Invasive Species in the Boundary Waters—A question of what, not if

In July, University of Minnesota forest ecologist Lee Frelich and Doug and Peggy Wallace, coordinators of a citizen’s monitoring group, bushwhacked up a ridge in the Wolf Lake inventoried roadless area adjacent to the Trout Lake area of the Boundary Waters Canoe Area Wilderness (BWCAW). They poured a gallon of water and ground mustard seed over a square foot area of the ground and watched.

Earthworm (Lumbricus terrestris) courtesy Wikipedia.org
Earthworm (Lumbricus terrestris) courtesy Wikipedia.org

“Sure enough, even in that remote location, there were worms, including one of the most destructive (L. Terrestris)—night crawler,” Doug Wallace said.

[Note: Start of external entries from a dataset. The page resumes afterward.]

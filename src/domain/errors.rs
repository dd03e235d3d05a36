// ============================================================================
// Calculation Errors
// Input validation failures reported before any computation starts
// ============================================================================

/// Reasons a calculation request is refused.
///
/// Every variant is a caller-input problem; the engine itself has no
/// internal failure modes.
#[derive(Debug, Clone, PartialEq, Eq, thiserror::Error)]
pub enum CalculationError {
    /// Malformed or impossible calendar date.
    #[error("invalid birth date: {0}")]
    InvalidDate(String),

    /// Both first and last name are empty after normalization.
    #[error("first name and last name are both empty")]
    EmptyName,

    /// A letter with no Latin equivalent, rejected in strict mode.
    #[error("unsupported character {character:?} in {field}")]
    UnsupportedCharacter {
        /// Offending character as typed
        character: char,
        /// Input field it came from
        field: String,
    },
}

/// Result type alias for calculations
pub type CalculationResult<T> = Result<T, CalculationError>;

Only one variety of earthworm found in the Carolinas is native to the United States. Europeans introduced the rest, and in northern Minnesota, worms strip the forest floor bare. They eat through the leaf litter and leave exposed, black mineral soil behind. They also drive out native beetles that aerate the soil.

“From my personal observation, earthworms are spreading quite rapidly and in a lot of different places,” Frelich said. “Most of the invasive plants are pretty much dependent on the worms because worms create the right germination environment. They co-evolved with the worms on their home continent, so that makes sense.”

Doug and Peggy Wallace’s citizen’s group operates under an agreement with the Forest Service to monitor the Wolf Lake roadless area for invasive species, rare and endangered species, bird and raptor inventory, evidence of illegal motorized vehicle use, water quality and recreational use. In 2009, they verified the presence of earthworms using techniques recommended by Frelich. Their July hike confirmed that worms are more widespread than they thought, and the group plans to continue the survey throughout the roadless area and into the Boundary Waters to keep track of changes.

Frelich also hopes to survey the Boundary Waters region. He has applied for funding through the Legislative Citizen Commission on Minnesota Resources (LCCMR), which makes recommendations to the legislature on how to allocate funds from the Environment and Natural Resources Trust Fund.

“People have done some small surveys here and there, but this will be a more systematic survey. We would look inside and outside of the wilderness to see if what is outside is ready to come in,” Frelich said.

Frelich has already observed Buckthorn in the Ely area, and suspects there are more invasive species. With funding, he and University of Minnesota PhD students would complete a three-year survey to better understand what invasive species are present inside and out of the BWCAW, and how they are responding to climate change. The question then will be what to do about it. As Frelich points out, it may be too late for worms—the BWCAW does not have a live bait rule prohibiting its use as other wilderness areas do, and their presence is already clear. But for some species, it might
not be too late.

“I have been looking myself whenever I’ve been there and I am seeing invasive species everywhere that I go, at least worms and smaller plants. There’s no buckthorn in the BWCAW yet, so we need to get rid of it outside [of the wilderness] so it doesn’t spread into the wilderness,” Frelich said.